═══ DATA FOR THIS EXERCISE ═══

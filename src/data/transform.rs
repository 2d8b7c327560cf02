// ============================================================
// Layer 4 — Feature Transform
// ============================================================
// Two phases:
//
//   fit    one pass over the training corpus
//          numeric      → observed (min, max)
//          categorical  → vocabulary ordered by frequency
//
//   apply  pure mapping raw record → transformed record
//          numeric      → (x - min) / (max - min), no clipping
//          categorical  → vocabulary index, unseen → 0
//          label        → 1.0 iff exactly "Placed", else 0.0
//
// Vocabulary layout for one feature (VOCAB_SIZE = 101):
//
//   index 0        out-of-vocabulary bucket
//   index 1..=100  fitted values, most frequent first,
//                  ties broken by byte order
//
// Indices are stable only within one fitted TransformStats.
//
// Absent raw fields are permissive: numeric → 0.0,
// categorical / label → "" (each one logged as a warning).
// A numeric field holding a non-numeric string is an error.

use anyhow::Result;
use serde::{Deserialize, Serialize};
use serde_json::Value;
use std::collections::{BTreeMap, HashMap};
use thiserror::Error;

use crate::domain::record::{RawRecord, TransformedRecord};
use crate::domain::schema::{
    transformed_name, CATEGORICAL_FEATURES, LABEL_KEY, NUMERICAL_FEATURES, OOV_INDEX,
    POSITIVE_LABEL, VOCAB_SIZE,
};

#[derive(Debug, Error, PartialEq)]
pub enum TransformError {
    #[error("field '{field}' is not numeric: {value}")]
    InvalidNumeric { field: String, value: String },

    #[error("cannot fit transform statistics on an empty corpus")]
    EmptyCorpus,
}

// ─── MinMax ───────────────────────────────────────────────────────────────────
#[derive(Debug, Clone, Copy, PartialEq, Serialize, Deserialize)]
pub struct MinMax {
    pub min: f64,
    pub max: f64,
}

impl MinMax {
    fn observe(&mut self, x: f64) {
        self.min = self.min.min(x);
        self.max = self.max.max(x);
    }

    /// Linear rescale with the fitted range.
    ///
    /// A degenerate range (max == min) maps through
    /// sigmoid(x - min): 0.5 at the observed value, monotonic.
    pub fn scale(&self, x: f64) -> f64 {
        let range = self.max - self.min;
        if range > 0.0 {
            (x - self.min) / range
        } else {
            1.0 / (1.0 + (-(x - self.min)).exp())
        }
    }
}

═══

# EXERCISE REQUIREMENTS
Your response should hold the lines from the first line of the entries above through the line with "index, unseen → 0", each retyped exactly, and nothing else.

# SOLVED PROBLEM
filename src/data/transform.rs
repository 2d8b7c327560cf02
// ============================================================
// Layer 4 — Feature Transform
// ============================================================
// Two phases:
//
//   fit    one pass over the training corpus
//          numeric      → observed (min, max)
//          categorical  → vocabulary ordered by frequency
//
//   apply  pure mapping raw record → transformed record
//          numeric      → (x - min) / (max - min), no clipping
//          categorical  → vocabulary index, unseen → 0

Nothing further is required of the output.